Butterflyblue has a great post on Japanese family names. Did you know (to take one startling fact) that Japan has
more such a large number of different surnames than any other country in the world (about 120,000)? I’ll let you discover various piquant examples in situ, but I can’t resist quoting the final paragraph:
Yes, in the Heian period and after, it was common to use “Kuso” ['shit' -- LH] in names, which means just what you think it means. The famous poet “Kinotsurayuki,” who wrote the Tosa Diaries, is a notable example. His birth name was “Ako Kuso,” which means “my child…shit.” Amazing that a man with this kind of name grew up to be successful in life.
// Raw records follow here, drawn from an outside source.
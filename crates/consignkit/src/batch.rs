//! Settlement batch: workbook bytes in, one document per publisher out.

use std::collections::BTreeMap;
use std::fmt;
use std::path::{Path, PathBuf};

use consignkit_io_xlsx::writer::SettlementReportWriter;
use consignkit_settle::resolve::read_input_table;
use consignkit_settle::settle::settle_publisher;
use consignkit_settle::spec::{
    SettleError, SpecPublisherSettlement, SpecSettlementRow, SpecWorkbookReadOptions,
};
use consignkit_settle::util::derive_report_file_name;

use crate::contact::{ContactRepository, ContactStoreError};
use crate::report::ReportSettle;

////////////////////////////////////////////////////////////////////////////////
// #region BatchModels

/// One rendered publisher report.
#[derive(Debug, Clone, PartialEq, Eq)]
pub struct SpecGeneratedReport {
    /// Canonical publisher id.
    pub publisher_id: String,
    /// Output file name.
    pub filename: String,
    /// Workbook bytes.
    pub v_document: Vec<u8>,
}

/// Settlements computed for every publisher, before rendering.
#[derive(Debug, Clone, Default)]
pub struct SpecSettlementPlan {
    /// Publishers with at least one row, in sheet order.
    pub settlements: Vec<SpecPublisherSettlement>,
    /// Publishers with nothing to settle, in sheet order.
    pub publishers_no_data: Vec<String>,
    /// Counters and warnings.
    pub report: ReportSettle,
}

/// Batch result.
#[derive(Debug, Clone, Default)]
pub struct SpecSettleBatch {
    /// Rendered documents, in sheet order.
    pub documents: Vec<SpecGeneratedReport>,
    /// Publishers with nothing to settle, in sheet order.
    pub publishers_no_data: Vec<String>,
    /// Counters and warnings.
    pub report: ReportSettle,
}

// #endregion
////////////////////////////////////////////////////////////////////////////////
// #region Batch

/// Compute the settlement of every publisher column.
///
/// Structural problems abort before any publisher is processed. When two
/// columns map to the same publisher id, the later column's outcome replaces
/// the earlier one in place.
pub fn plan_settlements(
    v_workbook: &[u8],
    options: &SpecWorkbookReadOptions,
    contacts: &dyn ContactRepository,
) -> Result<SpecSettlementPlan, BatchError> {
    let spec_table = read_input_table(v_workbook, options)?;
    let mut report = ReportSettle::default();

    let mut l_outcomes: Vec<(String, Vec<SpecSettlementRow>)> = Vec::new();
    let mut dict_idx_outcome: BTreeMap<String, usize> = BTreeMap::new();
    for spec_publisher in &spec_table.publisher_columns {
        let l_rows = settle_publisher(&spec_table, spec_publisher)?;
        let c_id = spec_publisher.publisher_id.clone();
        match dict_idx_outcome.get(&c_id) {
            Some(&n_idx) => {
                let c_warning = format!(
                    "Publisher id collision: {c_id:?} from column {:?} replaces an earlier column",
                    spec_publisher.raw_header
                );
                tracing::warn!("{c_warning}");
                report.add_warning(c_warning);
                l_outcomes[n_idx].1 = l_rows;
            }
            None => {
                dict_idx_outcome.insert(c_id.clone(), l_outcomes.len());
                l_outcomes.push((c_id, l_rows));
            }
        }
    }

    let mut plan = SpecSettlementPlan::default();
    for (c_id, l_rows) in l_outcomes {
        report.cnt_publishers += 1;
        if l_rows.is_empty() {
            tracing::warn!(publisher = %c_id, "No data to settle");
            report.cnt_no_data += 1;
            plan.publishers_no_data.push(c_id);
            continue;
        }

        let contact_info = contacts.get(&c_id)?.unwrap_or_default();
        tracing::info!(publisher = %c_id, rows = l_rows.len(), "Settled publisher");
        report.cnt_rows += l_rows.len() as u64;
        plan.settlements.push(SpecPublisherSettlement {
            publisher_id: c_id,
            rows: l_rows,
            contact_info,
        });
    }
    plan.report = report;
    Ok(plan)
}

/// Settle and render every publisher.
pub fn run_settlement_batch(
    v_workbook: &[u8],
    options: &SpecWorkbookReadOptions,
    contacts: &dyn ContactRepository,
    logo: Option<&[u8]>,
) -> Result<SpecSettleBatch, BatchError> {
    let plan = plan_settlements(v_workbook, options, contacts)?;
    render_settlement_plan(plan, logo)
}

/// Render an already computed plan.
pub fn render_settlement_plan(
    plan: SpecSettlementPlan,
    logo: Option<&[u8]>,
) -> Result<SpecSettleBatch, BatchError> {
    let writer = SettlementReportWriter::default();
    let SpecSettlementPlan {
        settlements,
        publishers_no_data,
        mut report,
    } = plan;

    let mut l_documents = Vec::with_capacity(settlements.len());
    for settlement in &settlements {
        let rendered = writer
            .render(settlement, logo)
            .map_err(|message| BatchError::Render {
                publisher_id: settlement.publisher_id.clone(),
                message,
            })?;
        for c_warning in rendered.report.warnings {
            report.add_warning(format!("{}: {c_warning}", settlement.publisher_id));
        }
        l_documents.push(SpecGeneratedReport {
            publisher_id: settlement.publisher_id.clone(),
            filename: derive_report_file_name(&settlement.publisher_id),
            v_document: rendered.v_document,
        });
        report.cnt_reports += 1;
    }

    tracing::info!("{report}");
    Ok(SpecSettleBatch {
        documents: l_documents,
        publishers_no_data,
        report,
    })
}

/// Write every document into `dir_output`, creating it when needed.
pub fn write_batch_documents(
    batch: &SpecSettleBatch,
    dir_output: &Path,
) -> Result<Vec<PathBuf>, BatchError> {
    let derive_io_error = |path: &Path, err: std::io::Error| BatchError::Io {
        path: path.to_path_buf(),
        message: err.to_string(),
    };
    std::fs::create_dir_all(dir_output).map_err(|err| derive_io_error(dir_output, err))?;

    let mut l_paths = Vec::with_capacity(batch.documents.len());
    for document in &batch.documents {
        let path = dir_output.join(&document.filename);
        std::fs::write(&path, &document.v_document).map_err(|err| derive_io_error(&path, err))?;
        tracing::debug!(path = %path.display(), "Wrote report");
        l_paths.push(path);
    }
    Ok(l_paths)
}

// #endregion
////////////////////////////////////////////////////////////////////////////////
// #region Errors

/// Failures that abort a batch.
#[derive(Debug, Clone, PartialEq, Eq)]
pub enum BatchError {
    /// Input workbook is structurally unusable.
    Settle(SettleError),
    /// Contact store could not be read.
    Contact(ContactStoreError),
    /// A report failed to render.
    Render {
        /// Publisher being rendered.
        publisher_id: String,
        /// Writer error text.
        message: String,
    },
    /// A report could not be written to disk.
    Io {
        /// Target path.
        path: PathBuf,
        /// Underlying IO error text.
        message: String,
    },
}

impl fmt::Display for BatchError {
    fn fmt(&self, f: &mut fmt::Formatter<'_>) -> fmt::Result {
        match self {
            Self::Settle(err) => write!(f, "{err}"),
            Self::Contact(err) => write!(f, "{err}"),
            Self::Render {
                publisher_id,
                message,
            } => write!(f, "Failed to render report for {publisher_id}: {message}"),
            Self::Io { path, message } => {
                write!(f, "Failed to write {}: {message}", path.display())
            }
        }
    }
}

impl std::error::Error for BatchError {
    fn source(&self) -> Option<&(dyn std::error::Error + 'static)> {
        match self {
            Self::Settle(err) => Some(err),
            Self::Contact(err) => Some(err),
            _ => None,
        }
    }
}

impl From<SettleError> for BatchError {
    fn from(err: SettleError) -> Self {
        Self::Settle(err)
    }
}

impl From<ContactStoreError> for BatchError {
    fn from(err: ContactStoreError) -> Self {
        Self::Contact(err)
    }
}

// #endregion
////////////////////////////////////////////////////////////////////////////////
Nor is he an isolated case. Names like “Kusoko” and “Oguso” were in vogue among the nobility. The book explains that this has to do with the belief in the god of the toilet. Since the toilet god keeps you healthy, it stands to reason he would be helpful in rearing a healthy child. This seems very out of place in the Japan of today, but it persists in a small way in the superstition that a pregnant woman should keep her bathroom clean if she wants to have a beautiful baby.
Addendum. Mark Liberman points out in the comments, and in more detail in this Language Log post, that the U.S. has far more surnames. Of course, in a sense it’s an unfair comparison, because the U.S. has surnames from just about every ethnic/linguistic group in the world, but butterflyblue’s statement is clearly incorrect as it stands.